━━━ DATA TO EXAMINE ━━━

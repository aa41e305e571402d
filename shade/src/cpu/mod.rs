use std::ops::Index;
use std::ops::IndexMut;

use serde::Deserialize;
use serde::Serialize;
use tracing::{debug, trace};

use crate::error::EmulationError;
use crate::instruction::Condition;
use crate::instruction::HalfRegister;
use crate::instruction::Interrupt;
use crate::instruction::LoadAPointer;
use crate::instruction::RegOrPointer;
use crate::instruction::SomeByte;
use crate::instruction::WideReg;
use crate::instruction::WideRegWithoutSP;
use crate::lookup;
use crate::mem::MemoryLike;

pub(crate) mod alu;

/// The number of ticks (T-cycles) in one M-cycle, which is the granularity of every bus access.
pub const TICKS_PER_M_CYCLE: u8 = 4;

#[derive(
    Debug, Default, Hash, Clone, PartialEq, Eq, derive_more::Display, Serialize, Deserialize,
)]
#[display(
    "CPU {{ A=0x{:0>2X} F={} B=0x{:0>2X} C=0x{:0>2X} D=0x{:0>2X} E=0x{:0>2X} H=0x{:0>2X} L=0x{:0>2X} SP=0x{:0>4X} PC=0x{:0>4X} IME={} State={} }}",
    a,
    f,
    b,
    c,
    d,
    e,
    h,
    l,
    sp,
    pc,
    ime,
    state
)]
pub struct Cpu {
    pub a: u8,
    pub f: Flags,
    pub b: u8,
    pub c: u8,
    pub d: u8,
    pub e: u8,
    pub h: u8,
    pub l: u8,
    /// The SP register
    pub sp: u16,
    /// The PC register
    pub pc: u16,
    pub ime: bool,
    /// Set by EI and RETI. IME is set at the end of the next interrupt check, which gives the one
    /// instruction delay.
    pub pending_enable_interrupts: bool,
    /// Set when HALT is executed with IME clear and an interrupt pending. The next op code fetch
    /// does not increment PC, so that byte is executed twice.
    pub halt_bug_pending: bool,
    /// While halted or stopped, the CPU can continue to be clocked, but nothing is fetched.
    pub state: CpuState,
    /// Ticks charged so far for the instruction (or interrupt dispatch) in progress. Every bus
    /// access and idle M-cycle adds to this.
    #[serde(skip)]
    spent: u8,
}

#[derive(
    Debug, Default, Hash, Clone, Copy, PartialEq, Eq, derive_more::Display, Serialize, Deserialize,
)]
pub enum CpuState {
    #[default]
    Running,
    Halted,
    Stopped,
}

#[derive(
    Debug, Clone, Copy, PartialEq, Eq, Default, Hash, derive_more::Display, Serialize, Deserialize,
)]
#[display(
    "Flags(Z={} N={} H={} C={})",
    *z as u8,
    *n as u8,
    *h as u8,
    *c as u8
)]
pub struct Flags {
    /// The zero flag
    pub z: bool,
    /// The substraction flag
    pub n: bool,
    /// The half-carry flag
    pub h: bool,
    /// The full carry flag
    pub c: bool,
}

impl From<u8> for Flags {
    /// The low nibble of F does not exist, so it is dropped.
    fn from(value: u8) -> Self {
        Self {
            z: check_bit_const::<7>(value),
            n: check_bit_const::<6>(value),
            h: check_bit_const::<5>(value),
            c: check_bit_const::<4>(value),
        }
    }
}

impl Flags {
    pub fn set_from_byte(&mut self, val: u8) {
        *self = val.into();
    }

    pub fn set_for_byte_shift_op(&mut self, z: bool, c: bool) {
        self.z = z;
        self.n = false;
        self.h = false;
        self.c = c;
    }

    pub fn as_byte(&self) -> u8 {
        bool_to_mask::<7>(self.z)
            | bool_to_mask::<6>(self.n)
            | bool_to_mask::<5>(self.h)
            | bool_to_mask::<4>(self.c)
    }
}

const fn bit_select<const B: u8>() -> u8 {
    const {
        match B {
            n @ 0..=7 => 0x1 << n,
            _ => panic!("bit index out of range"),
        }
    }
}

const fn bool_to_mask<const B: u8>(val: bool) -> u8 {
    (val as u8) << B
}

pub const fn check_bit_const<const B: u8>(src: u8) -> bool {
    (src & bit_select::<B>()) == bit_select::<B>()
}

impl Cpu {
    /// A CPU with every register cleared.
    pub fn new() -> Self {
        Self {
            ..Default::default()
        }
    }

    /// Constructs a CPU with the register values the boot ROM leaves behind, ready to start the
    /// cartridge at 0x0100.
    pub fn power_on() -> Self {
        Self {
            a: 0x01,
            f: Flags::from(0xB0),
            b: 0x00,
            c: 0x13,
            d: 0x00,
            e: 0xD8,
            h: 0x01,
            l: 0x4D,
            sp: 0xFFFE,
            pc: 0x0100,
            ..Default::default()
        }
    }

    /// The flag half of AF.
    pub fn flags(&self) -> &Flags {
        &self.f
    }

    pub fn flags_mut(&mut self) -> &mut Flags {
        &mut self.f
    }

    /// Z
    pub fn zero_flag(&self) -> bool {
        self.f.z
    }

    /// N
    pub fn subtraction_flag(&self) -> bool {
        self.f.n
    }

    /// H
    pub fn half_carry_flag(&self) -> bool {
        self.f.h
    }

    /// Returns the value of the C flag
    pub fn carry_flag(&self) -> bool {
        self.f.c
    }

    pub fn af(&self) -> u16 {
        u16::from_be_bytes([self.a, self.f.as_byte()])
    }

    pub fn bc(&self) -> u16 {
        u16::from_be_bytes([self.b, self.c])
    }

    pub fn de(&self) -> u16 {
        u16::from_be_bytes([self.d, self.e])
    }

    pub fn hl(&self) -> u16 {
        u16::from_be_bytes([self.h, self.l])
    }

    pub fn set_af(&mut self, val: u16) {
        let [a, f] = val.to_be_bytes();
        self.a = a;
        self.f.set_from_byte(f);
    }

    pub fn set_bc(&mut self, val: u16) {
        [self.b, self.c] = val.to_be_bytes();
    }

    pub fn set_de(&mut self, val: u16) {
        [self.d, self.e] = val.to_be_bytes();
    }

    pub fn set_hl(&mut self, val: u16) {
        [self.h, self.l] = val.to_be_bytes();
    }

    pub fn wide(&self, reg: WideReg) -> u16 {
        match reg {
            WideReg::BC => self.bc(),
            WideReg::DE => self.de(),
            WideReg::HL => self.hl(),
            WideReg::SP => self.sp,
        }
    }

    pub fn set_wide(&mut self, reg: WideReg, val: u16) {
        match reg {
            WideReg::BC => self.set_bc(val),
            WideReg::DE => self.set_de(val),
            WideReg::HL => self.set_hl(val),
            WideReg::SP => self.sp = val,
        }
    }

    pub fn wide_without_sp(&self, reg: WideRegWithoutSP) -> u16 {
        match reg {
            WideRegWithoutSP::BC => self.bc(),
            WideRegWithoutSP::DE => self.de(),
            WideRegWithoutSP::HL => self.hl(),
            WideRegWithoutSP::AF => self.af(),
        }
    }

    pub fn set_wide_without_sp(&mut self, reg: WideRegWithoutSP, val: u16) {
        match reg {
            WideRegWithoutSP::BC => self.set_bc(val),
            WideRegWithoutSP::DE => self.set_de(val),
            WideRegWithoutSP::HL => self.set_hl(val),
            WideRegWithoutSP::AF => self.set_af(val),
        }
    }

    pub fn condition_passed(&self, cond: Condition) -> bool {
        match cond {
            Condition::Zero => self.f.z,
            Condition::NotZero => !self.f.z,
            Condition::Carry => self.f.c,
            Condition::NotCarry => !self.f.c,
        }
    }

    /// Fetches, decodes, and executes one instruction. Returns the number of ticks it took.
    ///
    /// Every memory access advances the rest of the system by one M-cycle before it happens, as
    /// does every internal cycle of the instruction. Once the instruction is done, any cycles left
    /// in its cost are spent idling, so the system always advances by exactly the returned amount.
    ///
    /// While halted or stopped, this idles for a single M-cycle.
    pub fn step(&mut self, mem: &mut impl MemoryLike) -> Result<u8, EmulationError> {
        self.spent = 0;
        if self.state != CpuState::Running {
            self.idle(mem);
            return Ok(self.spent);
        }
        let pc = self.pc;
        let op = self.fetch_op_code(mem);
        let mut opcode = lookup::lookup(op).ok_or(EmulationError::IllegalOpcode { opcode: op, pc })?;
        if opcode.instruction.is_prefixed() {
            let op = self.fetch8(mem);
            opcode = lookup::lookup_prefixed(op)
                .ok_or(EmulationError::IllegalPrefixedOpcode { opcode: op, pc })?;
        }
        trace!("0x{pc:0>4X}: {}", opcode.instruction);
        let cost = match opcode.instruction.condition() {
            Some(cond) if !self.condition_passed(cond) => opcode.cycles_not_taken,
            _ => opcode.cycles,
        };
        opcode.instruction.execute(self, mem);
        self.finish(mem, cost);
        Ok(cost)
    }

    /// Checks for pending interrupts (IE & IF). Any pending interrupt wakes a halted CPU, even with
    /// IME clear. If IME is set, the highest priority one is dispatched. Afterwards, an EI/RETI
    /// executed by the previous instruction takes effect.
    ///
    /// Returns the number of ticks spent, which is zero when nothing was done.
    pub fn handle_interrupts(&mut self, mem: &mut impl MemoryLike) -> u8 {
        self.spent = 0;
        let enable = std::mem::take(&mut self.pending_enable_interrupts);
        let pending = mem.pending_interrupts();
        let mut dispatched = false;
        if let Some(interrupt) = Interrupt::highest_priority(pending) {
            let awake = match self.state {
                CpuState::Running => true,
                CpuState::Halted => {
                    debug!("Waking from HALT for {interrupt}");
                    self.state = CpuState::Running;
                    self.idle(mem);
                    true
                }
                CpuState::Stopped if pending & Interrupt::Joypad.mask() != 0 => {
                    debug!("Waking from STOP");
                    self.state = CpuState::Running;
                    true
                }
                CpuState::Stopped => false,
            };
            if awake && self.ime {
                debug!("Dispatching {interrupt} interrupt from 0x{:0>4X}", self.pc);
                interrupt.dispatch(self, mem);
                dispatched = true;
            }
        }
        if enable && !dispatched {
            self.ime = true;
        }
        self.spent
    }

    /// Idles out whatever is left of the instruction's cost.
    fn finish(&mut self, mem: &mut impl MemoryLike, cost: u8) {
        let remaining = cost.saturating_sub(self.spent) / TICKS_PER_M_CYCLE;
        for _ in 0..remaining {
            self.idle(mem);
        }
    }

    /// Reads the op code at PC. PC is not moved if the HALT bug was just triggered.
    fn fetch_op_code(&mut self, mem: &mut impl MemoryLike) -> u8 {
        let op = self.read8(mem, self.pc);
        if self.halt_bug_pending {
            self.halt_bug_pending = false;
        } else {
            self.pc = self.pc.wrapping_add(1);
        }
        op
    }

    pub(crate) fn read8(&mut self, mem: &mut impl MemoryLike, addr: u16) -> u8 {
        self.spent = self.spent.saturating_add(TICKS_PER_M_CYCLE);
        mem.read_byte(addr)
    }

    pub(crate) fn write8(&mut self, mem: &mut impl MemoryLike, addr: u16, val: u8) {
        self.spent = self.spent.saturating_add(TICKS_PER_M_CYCLE);
        mem.write_byte(addr, val)
    }

    /// An M-cycle with no bus access.
    pub(crate) fn idle(&mut self, mem: &mut impl MemoryLike) {
        self.spent = self.spent.saturating_add(TICKS_PER_M_CYCLE);
        mem.idle()
    }

    /// Reads the byte at PC and moves PC past it.
    pub(crate) fn fetch8(&mut self, mem: &mut impl MemoryLike) -> u8 {
        let val = self.read8(mem, self.pc);
        self.pc = self.pc.wrapping_add(1);
        val
    }

    /// Reads a little endian word at PC and moves PC past it.
    pub(crate) fn fetch16(&mut self, mem: &mut impl MemoryLike) -> u16 {
        let lo = self.fetch8(mem);
        let hi = self.fetch8(mem);
        u16::from_le_bytes([lo, hi])
    }

    /// Pushes the high byte then the low byte.
    pub(crate) fn push16(&mut self, mem: &mut impl MemoryLike, val: u16) {
        let [hi, lo] = val.to_be_bytes();
        self.sp = self.sp.wrapping_sub(1);
        self.write8(mem, self.sp, hi);
        self.sp = self.sp.wrapping_sub(1);
        self.write8(mem, self.sp, lo);
    }

    pub(crate) fn pop16(&mut self, mem: &mut impl MemoryLike) -> u16 {
        let lo = self.read8(mem, self.sp);
        self.sp = self.sp.wrapping_add(1);
        let hi = self.read8(mem, self.sp);
        self.sp = self.sp.wrapping_add(1);
        u16::from_le_bytes([lo, hi])
    }

    /// Shared by CALL and RST: an internal cycle, PC is pushed, then the jump.
    pub(crate) fn call(&mut self, mem: &mut impl MemoryLike, addr: u16) {
        self.idle(mem);
        self.push16(mem, self.pc);
        self.pc = addr;
    }

    /// Shared by RET and RETI: PC is popped, then an internal cycle.
    pub(crate) fn ret(&mut self, mem: &mut impl MemoryLike) {
        self.pc = self.pop16(mem);
        self.idle(mem);
    }

    pub(crate) fn read_operand(&mut self, mem: &mut impl MemoryLike, reg: RegOrPointer) -> u8 {
        match reg {
            RegOrPointer::Reg(reg) => self[reg],
            RegOrPointer::Pointer => self.read8(mem, self.hl()),
        }
    }

    pub(crate) fn write_operand(&mut self, mem: &mut impl MemoryLike, reg: RegOrPointer, val: u8) {
        match reg {
            RegOrPointer::Reg(reg) => self[reg] = val,
            RegOrPointer::Pointer => self.write8(mem, self.hl(), val),
        }
    }

    pub(crate) fn some_byte(&mut self, mem: &mut impl MemoryLike, src: SomeByte) -> u8 {
        match src {
            SomeByte::Referenced(reg) => self.read_operand(mem, reg),
            SomeByte::Direct => self.fetch8(mem),
        }
    }

    /// Resolves the address used by the single byte A loads/stores, applying the HL
    /// increment/decrement.
    pub(crate) fn a_pointer(&mut self, ptr: LoadAPointer) -> u16 {
        match ptr {
            LoadAPointer::BC => self.bc(),
            LoadAPointer::DE => self.de(),
            LoadAPointer::Hli => {
                let hl = self.hl();
                self.set_hl(hl.wrapping_add(1));
                hl
            }
            LoadAPointer::Hld => {
                let hl = self.hl();
                self.set_hl(hl.wrapping_sub(1));
                hl
            }
        }
    }
}

impl Index<HalfRegister> for Cpu {
    type Output = u8;

    fn index(&self, index: HalfRegister) -> &Self::Output {
        match index {
            HalfRegister::A => &self.a,
            HalfRegister::B => &self.b,
            HalfRegister::C => &self.c,
            HalfRegister::D => &self.d,
            HalfRegister::E => &self.e,
            HalfRegister::H => &self.h,
            HalfRegister::L => &self.l,
        }
    }
}

impl IndexMut<HalfRegister> for Cpu {
    fn index_mut(&mut self, index: HalfRegister) -> &mut Self::Output {
        match index {
            HalfRegister::A => &mut self.a,
            HalfRegister::B => &mut self.b,
            HalfRegister::C => &mut self.c,
            HalfRegister::D => &mut self.d,
            HalfRegister::E => &mut self.e,
            HalfRegister::H => &mut self.h,
            HalfRegister::L => &mut self.l,
        }
    }
}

━━━

**PROBLEM TO SOLVE**
From the data, report how many lines hold "advances", leaving out any other words.

**EXERCISE OUTPUT**
2